SHS art students see works in gallery


Artists dream of having their work on display in a gallery. For Seward High students, that dream is a reality.
The portfolio class at SHS has work hanging at the Red Path Gallery and Tasting Room to be featured in an open house Sunday, April 21, from 2-4 p.m.
Alison Koch, owner of Red Path, said this is the third year the gallery has collaborated with the high school for a show.
“Every year looks totally different,” she said. “It’s so interesting and fun to see what the students come up with.”
Addison Opfer and Camden Baldassano are both students in the class, taught by Nate Knott. Both are excited to see their work hanging at Red Path.
“To be in an actual studio is a cool feeling,” Opfer said.
“To see it lit up at a gallery is a cool experience,” Baldassano said.
Opfer has several pieces on display including an old man and guitar done in pen, two people in marker and two monochromatic faces. She said the entries she has at the gallery were done specifically for the show.
Baldassano used a variety of media for his pieces. He likes doing collage and sculpture, as well as painting.
He said his favorite piece on display is the painted records. Knott had a couple vinyl albums, and Baldassano painted the artists on them.
Opfer often draws inspiration from things she sees on Pinterest. She works as a CNA at Ridgewood Rehab and Care Center in Seward and looks around her there for inspiration, as well.

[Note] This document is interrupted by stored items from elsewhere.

use std::{fs, path::Path};

use crate::calendar;
use crate::cli::context::{CommandResult, ShellContext};
use crate::cli::output;
use crate::cli::registry::CommandEntry;
use crate::utils::paths::write_atomic;

use super::args::invalid;

pub(crate) fn definitions() -> Vec<CommandEntry> {
    vec![
        CommandEntry::new(
            "export-ics",
            "Export renewals as an iCalendar file (stdout when no path is given)",
            "export-ics [path]",
            cmd_export_ics,
        ),
        CommandEntry::new(
            "export-json",
            "Export all subscriptions as JSON (stdout when no path is given)",
            "export-json [path]",
            cmd_export_json,
        ),
        CommandEntry::new(
            "import-json",
            "Replace all subscriptions with the contents of a JSON export",
            "import-json <path>",
            cmd_import_json,
        ),
    ]
}

fn emit(target: Option<&&str>, contents: &str, what: &str) -> CommandResult {
    match target {
        Some(path) => {
            write_atomic(Path::new(path), contents)?;
            output::success(format!("Wrote {what} to {path}"));
        }
        None => output::raw(contents.trim_end()),
    }
    Ok(())
}

fn cmd_export_ics(context: &mut ShellContext, args: &[&str]) -> CommandResult {
    let document = context.tracker.calendar_export();
    let what = format!("calendar ({})", calendar::CONTENT_TYPE);
    emit(args.first(), &document, &what)
}

fn cmd_export_json(context: &mut ShellContext, args: &[&str]) -> CommandResult {
    let document = context.tracker.export_json()?;
    emit(args.first(), &document, "JSON export")
}

fn cmd_import_json(context: &mut ShellContext, args: &[&str]) -> CommandResult {
    let [path] = args else {
        return Err(invalid("usage: import-json <path>"));
    };
    let payload = fs::read_to_string(path)?;
    let count = context.tracker.import_json(&payload)?;
    output::success(format!("Imported {count} subscriptions from {path}"));
    Ok(())
}
use chrono::{Datelike, Duration, NaiveDate};
use tracing::debug;

use crate::dates::{self, format_canonical, months_between, parse_date};
use crate::subscription::{BillingFrequency, Subscription};

/// Outcome counts from rolling a collection forward.
#[derive(Debug, Clone, Copy, Default, PartialEq, Eq)]
pub struct RolloverReport {
    /// Records whose stored renewal date changed to a later (or canonicalized) date.
    pub advanced: usize,
    /// Records whose renewal was cleared: expired, unparseable or not advanceable.
    pub cleared: usize,
    pub unchanged: usize,
}

impl RolloverReport {
    pub fn changed(&self) -> bool {
        self.advanced > 0 || self.cleared > 0
    }
}

/// Returns the first occurrence of the series on or after `today`, or `None` when the
/// series lapses before reaching it.
///
/// Every candidate is derived from the original `anchor` plus a whole number of periods,
/// so a Jan 31 monthly anchor visits Feb 29, Mar 31, Apr 30 rather than drifting to the
/// 29th. Days that do not exist in the target month clip to its last day.
pub fn advance(
    today: NaiveDate,
    anchor: NaiveDate,
    frequency: &BillingFrequency,
    expiration: Option<NaiveDate>,
) -> Option<NaiveDate> {
    let expired = |date: NaiveDate| expiration.is_some_and(|limit| date > limit);

    if anchor >= today {
        return if expired(anchor) { None } else { Some(anchor) };
    }

    // Candidates grow strictly with the period count, so starting from a lower bound on
    // the elapsed periods finds the same first occurrence and the same expiry outcome.
    let mut periods = elapsed_lower_bound(anchor, today, frequency)?;
    loop {
        let candidate = occurrence(anchor, frequency, periods)?;
        if expired(candidate) {
            return None;
        }
        if candidate >= today {
            return Some(candidate);
        }
        periods += 1;
    }
}

/// String form of [`advance`]: canonical `YYYY-MM-DD`, or an empty string when the anchor
/// is missing or unparseable or the series has expired.
///
/// An expiration date that cannot be parsed never expires the series.
pub fn next_billing_date(
    today: NaiveDate,
    anchor: &str,
    frequency: &BillingFrequency,
    expiration: Option<&str>,
) -> String {
    let Some(anchor_date) = parse_date(anchor) else {
        return String::new();
    };
    let expiration = expiration.and_then(parse_date);
    advance(today, anchor_date, frequency, expiration)
        .map(format_canonical)
        .unwrap_or_default()
}

/// Passes every record with a renewal date through the advancer, returning new records.
/// Lapsed renewals are cleared; records without a renewal date are copied as-is.
pub fn roll_forward(
    subscriptions: &[Subscription],
    today: NaiveDate,
) -> (Vec<Subscription>, RolloverReport) {
    let mut report = RolloverReport::default();
    let rolled: Vec<Subscription> = subscriptions
        .iter()
        .map(|sub| {
            let mut next = sub.clone();
            let Some(stored) = sub.next_renewal.as_deref() else {
                report.unchanged += 1;
                return next;
            };
            let computed = next_billing_date(
                today,
                stored,
                &sub.frequency,
                sub.expiration_date.as_deref(),
            );
            if computed.is_empty() {
                debug!(id = %sub.id, stored, "renewal cleared");
                report.cleared += 1;
                next.next_renewal = None;
            } else if computed != stored {
                debug!(id = %sub.id, stored, next = %computed, "renewal advanced");
                report.advanced += 1;
                next.next_renewal = Some(computed);
            } else {
                report.unchanged += 1;
            }
            next
        })
        .collect();
    (rolled, report)
}

fn occurrence(anchor: NaiveDate, frequency: &BillingFrequency, periods: i64) -> Option<NaiveDate> {
    match frequency {
        BillingFrequency::Weekly => {
            anchor.checked_add_signed(Duration::try_days(periods.checked_mul(7)?)?)
        }
        BillingFrequency::Monthly => dates::shift_months(anchor, i32::try_from(periods).ok()?),
        BillingFrequency::Yearly => dates::shift_years(anchor, i32::try_from(periods).ok()?),
        BillingFrequency::Unrecognized(raw) => {
            debug!(frequency = %raw, "cannot advance unrecognized frequency");
            None
        }
    }
}

/// Largest period count whose occurrence is certainly before `today` (at least 1).
fn elapsed_lower_bound(
    anchor: NaiveDate,
    today: NaiveDate,
    frequency: &BillingFrequency,
) -> Option<i64> {
    let bound = match frequency {
        BillingFrequency::Weekly => (today - anchor).num_days() / 7,
        BillingFrequency::Monthly => i64::from(months_between(anchor, today)) - 1,
        BillingFrequency::Yearly => i64::from(today.year() - anchor.year()) - 1,
        BillingFrequency::Unrecognized(_) => return None,
    };
    Some(bound.max(1))
}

She said art seems to be her place.
“Originally, I was not good in school,” she said. “I found my place in art. There’s no right or wrong.”
Opfer said she had a good relationship with the art teacher at St. John Lutheran School, and that propelled her to art at Seward High.
“I love Mr. Knott. He’s one of the biggest reasons I like art,” she said.
Baldassano’s elementary art teacher was Tyson Horne, who would come once a month from the middle school.
“I was always doodling or drawing,” he said.
Opfer likes using colored pencils and drawing faces, although she stays away from drawing people she knows.
For Baldassano, collage is his category of choice. He starts with a piece of cardboard for the back and then looks through magazines from the 1950s, searching for people who look interesting. Once those pieces are together, he adds a block of color.
He said he would like to try more pastel and watercolor, while Opfer said she’d like to do more wheel pottery.
Baldassano said he likes art because it’s relaxing and allows him to be creative. He also likes music and said what he’s listening to often comes through in his artwork.
The collaboration between the gallery and the school came about through the Seward Arts Council, Koch said. She and Jeanne Wiemer talked to Knott about doing a show and seeing would be a good time.
“Nate was really excited about it,” Koch said.
The students were able to learn the process to get ready for a gallery show and how to hang the pictures for the best display.
The open house allows the students to share their work with family and friends and other visitors to the gallery.
Koch said it’s been easy to work with the students. The challenge is getting them all together at the same time to hang the show, she said.
“They’ve always had really amazing pieces,” she said.